What needs to be done: Give the entries again, precisely as they were written.

+++ Data to use +++

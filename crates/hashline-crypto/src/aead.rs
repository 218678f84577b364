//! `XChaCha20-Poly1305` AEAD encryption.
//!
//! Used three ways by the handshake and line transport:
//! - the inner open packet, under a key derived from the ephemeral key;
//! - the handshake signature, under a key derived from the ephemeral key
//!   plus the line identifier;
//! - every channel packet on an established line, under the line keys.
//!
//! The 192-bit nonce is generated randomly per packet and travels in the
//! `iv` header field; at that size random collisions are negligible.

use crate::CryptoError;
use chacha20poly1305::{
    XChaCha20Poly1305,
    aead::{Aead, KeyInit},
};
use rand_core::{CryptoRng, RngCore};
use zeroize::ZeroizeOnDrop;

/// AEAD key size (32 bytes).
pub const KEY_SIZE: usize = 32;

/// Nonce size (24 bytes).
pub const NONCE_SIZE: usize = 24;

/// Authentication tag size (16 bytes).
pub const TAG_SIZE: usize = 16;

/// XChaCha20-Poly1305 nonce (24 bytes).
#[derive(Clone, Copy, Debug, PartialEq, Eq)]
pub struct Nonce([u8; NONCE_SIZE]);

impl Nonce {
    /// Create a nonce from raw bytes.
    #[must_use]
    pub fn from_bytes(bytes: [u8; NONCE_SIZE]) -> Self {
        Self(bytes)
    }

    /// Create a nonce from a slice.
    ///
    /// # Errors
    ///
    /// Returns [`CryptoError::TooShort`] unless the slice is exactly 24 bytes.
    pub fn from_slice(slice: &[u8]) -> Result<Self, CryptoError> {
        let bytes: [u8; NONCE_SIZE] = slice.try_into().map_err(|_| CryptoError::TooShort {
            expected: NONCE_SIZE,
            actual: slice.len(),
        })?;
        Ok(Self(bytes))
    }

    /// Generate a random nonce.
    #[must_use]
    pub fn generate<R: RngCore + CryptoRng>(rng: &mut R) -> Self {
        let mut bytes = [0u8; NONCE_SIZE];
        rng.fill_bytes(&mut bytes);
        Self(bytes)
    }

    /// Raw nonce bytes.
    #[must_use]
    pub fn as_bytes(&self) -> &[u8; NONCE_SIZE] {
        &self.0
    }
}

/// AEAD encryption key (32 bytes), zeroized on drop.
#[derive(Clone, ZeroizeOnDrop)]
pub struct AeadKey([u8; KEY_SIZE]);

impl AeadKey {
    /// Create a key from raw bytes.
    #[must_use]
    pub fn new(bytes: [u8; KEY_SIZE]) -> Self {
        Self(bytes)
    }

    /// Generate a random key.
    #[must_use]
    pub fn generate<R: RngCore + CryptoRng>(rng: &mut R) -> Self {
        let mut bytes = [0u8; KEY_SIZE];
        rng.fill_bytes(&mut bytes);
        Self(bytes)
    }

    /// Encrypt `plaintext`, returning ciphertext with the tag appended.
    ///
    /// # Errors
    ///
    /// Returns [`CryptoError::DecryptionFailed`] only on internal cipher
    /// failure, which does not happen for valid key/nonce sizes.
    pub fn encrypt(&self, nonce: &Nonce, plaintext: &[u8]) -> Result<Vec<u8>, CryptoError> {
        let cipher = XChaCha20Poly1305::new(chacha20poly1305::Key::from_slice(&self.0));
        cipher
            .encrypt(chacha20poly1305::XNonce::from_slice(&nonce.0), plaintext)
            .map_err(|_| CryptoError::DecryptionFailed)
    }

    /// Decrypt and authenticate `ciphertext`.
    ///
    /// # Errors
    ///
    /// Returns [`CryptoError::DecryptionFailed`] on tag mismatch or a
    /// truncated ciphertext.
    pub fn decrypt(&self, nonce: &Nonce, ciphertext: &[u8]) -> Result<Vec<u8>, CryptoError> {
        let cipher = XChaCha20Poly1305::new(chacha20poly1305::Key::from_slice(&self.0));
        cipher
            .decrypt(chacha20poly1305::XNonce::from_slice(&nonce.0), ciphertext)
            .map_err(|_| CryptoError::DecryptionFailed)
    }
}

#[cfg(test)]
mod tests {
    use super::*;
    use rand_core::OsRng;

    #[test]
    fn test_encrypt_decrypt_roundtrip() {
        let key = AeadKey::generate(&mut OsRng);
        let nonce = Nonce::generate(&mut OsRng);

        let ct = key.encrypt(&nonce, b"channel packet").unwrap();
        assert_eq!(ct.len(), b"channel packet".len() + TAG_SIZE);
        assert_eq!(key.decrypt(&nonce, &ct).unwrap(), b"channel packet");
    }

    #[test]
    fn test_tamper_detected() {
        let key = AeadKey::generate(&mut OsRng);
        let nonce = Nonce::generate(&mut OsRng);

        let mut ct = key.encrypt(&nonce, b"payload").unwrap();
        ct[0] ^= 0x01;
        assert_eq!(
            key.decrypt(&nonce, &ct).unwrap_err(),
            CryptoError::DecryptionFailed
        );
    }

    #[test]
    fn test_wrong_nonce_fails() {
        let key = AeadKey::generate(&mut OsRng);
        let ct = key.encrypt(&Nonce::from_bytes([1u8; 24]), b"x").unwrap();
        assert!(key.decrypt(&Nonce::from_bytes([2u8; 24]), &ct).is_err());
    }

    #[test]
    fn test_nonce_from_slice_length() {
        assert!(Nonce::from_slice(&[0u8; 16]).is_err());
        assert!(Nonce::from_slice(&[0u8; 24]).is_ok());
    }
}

+++

Solution for this task:
filename crates/hashline-crypto/src/aead.rs
repository 218678f84577b364
//! `XChaCha20-Poly1305` AEAD encryption.
//!
//! Used three ways by the handshake and line transport:
//! - the inner open packet, under a key derived from the ephemeral key;
//! - the handshake signature, under a key derived from the ephemeral key
//!   plus the line identifier;
//! - every channel packet on an established line, under the line keys.
//!
//! The 192-bit nonce is generated randomly per packet and travels in the
//! `iv` header field; at that size random collisions are negligible.

use crate::CryptoError;
use chacha20poly1305::{
    XChaCha20Poly1305,
    aead::{Aead, KeyInit},
};
use rand_core::{CryptoRng, RngCore};
use zeroize::ZeroizeOnDrop;

/// AEAD key size (32 bytes).
pub const KEY_SIZE: usize = 32;

/// Nonce size (24 bytes).
pub const NONCE_SIZE: usize = 24;

/// Authentication tag size (16 bytes).
pub const TAG_SIZE: usize = 16;

/// XChaCha20-Poly1305 nonce (24 bytes).
#[derive(Clone, Copy, Debug, PartialEq, Eq)]
pub struct Nonce([u8; NONCE_SIZE]);

impl Nonce {
    /// Create a nonce from raw bytes.
    #[must_use]
    pub fn from_bytes(bytes: [u8; NONCE_SIZE]) -> Self {
        Self(bytes)
    }

    /// Create a nonce from a slice.
    ///
    /// # Errors
    ///
    /// Returns [`CryptoError::TooShort`] unless the slice is exactly 24 bytes.
    pub fn from_slice(slice: &[u8]) -> Result<Self, CryptoError> {
        let bytes: [u8; NONCE_SIZE] = slice.try_into().map_err(|_| CryptoError::TooShort {
            expected: NONCE_SIZE,
            actual: slice.len(),
        })?;
        Ok(Self(bytes))
    }

    /// Generate a random nonce.
    #[must_use]
    pub fn generate<R: RngCore + CryptoRng>(rng: &mut R) -> Self {
        let mut bytes = [0u8; NONCE_SIZE];
        rng.fill_bytes(&mut bytes);
        Self(bytes)
    }

    /// Raw nonce bytes.
    #[must_use]
    pub fn as_bytes(&self) -> &[u8; NONCE_SIZE] {
        &self.0
    }
}

/// AEAD encryption key (32 bytes), zeroized on drop.
#[derive(Clone, ZeroizeOnDrop)]
pub struct AeadKey([u8; KEY_SIZE]);

impl AeadKey {
    /// Create a key from raw bytes.
    #[must_use]
    pub fn new(bytes: [u8; KEY_SIZE]) -> Self {
        Self(bytes)
    }

    /// Generate a random key.
    #[must_use]
    pub fn generate<R: RngCore + CryptoRng>(rng: &mut R) -> Self {
        let mut bytes = [0u8; KEY_SIZE];
        rng.fill_bytes(&mut bytes);
        Self(bytes)
    }

    /// Encrypt `plaintext`, returning ciphertext with the tag appended.
    ///
    /// # Errors
    ///
    /// Returns [`CryptoError::DecryptionFailed`] only on internal cipher
    /// failure, which does not happen for valid key/nonce sizes.
    pub fn encrypt(&self, nonce: &Nonce, plaintext: &[u8]) -> Result<Vec<u8>, CryptoError> {
        let cipher = XChaCha20Poly1305::new(chacha20poly1305::Key::from_slice(&self.0));
        cipher
            .encrypt(chacha20poly1305::XNonce::from_slice(&nonce.0), plaintext)
            .map_err(|_| CryptoError::DecryptionFailed)
    }

    /// Decrypt and authenticate `ciphertext`.
    ///
    /// # Errors
    ///
    /// Returns [`CryptoError::DecryptionFailed`] on tag mismatch or a
    /// truncated ciphertext.
    pub fn decrypt(&self, nonce: &Nonce, ciphertext: &[u8]) -> Result<Vec<u8>, CryptoError> {
        let cipher = XChaCha20Poly1305::new(chacha20poly1305::Key::from_slice(&self.0));
        cipher
            .decrypt(chacha20poly1305::XNonce::from_slice(&nonce.0), ciphertext)
            .map_err(|_| CryptoError::DecryptionFailed)
    }
}

#[cfg(test)]
mod tests {
    use super::*;
    use rand_core::OsRng;

    #[test]
    fn test_encrypt_decrypt_roundtrip() {
        let key = AeadKey::generate(&mut OsRng);
        let nonce = Nonce::generate(&mut OsRng);

        let ct = key.encrypt(&nonce, b"channel packet").unwrap();
        assert_eq!(ct.len(), b"channel packet".len() + TAG_SIZE);
        assert_eq!(key.decrypt(&nonce, &ct).unwrap(), b"channel packet");
    }

    #[test]
    fn test_tamper_detected() {
        let key = AeadKey::generate(&mut OsRng);
        let nonce = Nonce::generate(&mut OsRng);

        let mut ct = key.encrypt(&nonce, b"payload").unwrap();
        ct[0] ^= 0x01;
        assert_eq!(
            key.decrypt(&nonce, &ct).unwrap_err(),
            CryptoError::DecryptionFailed
        );
    }

    #[test]
    fn test_wrong_nonce_fails() {
        let key = AeadKey::generate(&mut OsRng);
        let ct = key.encrypt(&Nonce::from_bytes([1u8; 24]), b"x").unwrap();
        assert!(key.decrypt(&Nonce::from_bytes([2u8; 24]), &ct).is_err());
    }

    #[test]
    fn test_nonce_from_slice_length() {
        assert!(Nonce::from_slice(&[0u8; 16]).is_err());
        assert!(Nonce::from_slice(&[0u8; 24]).is_ok());
    }
}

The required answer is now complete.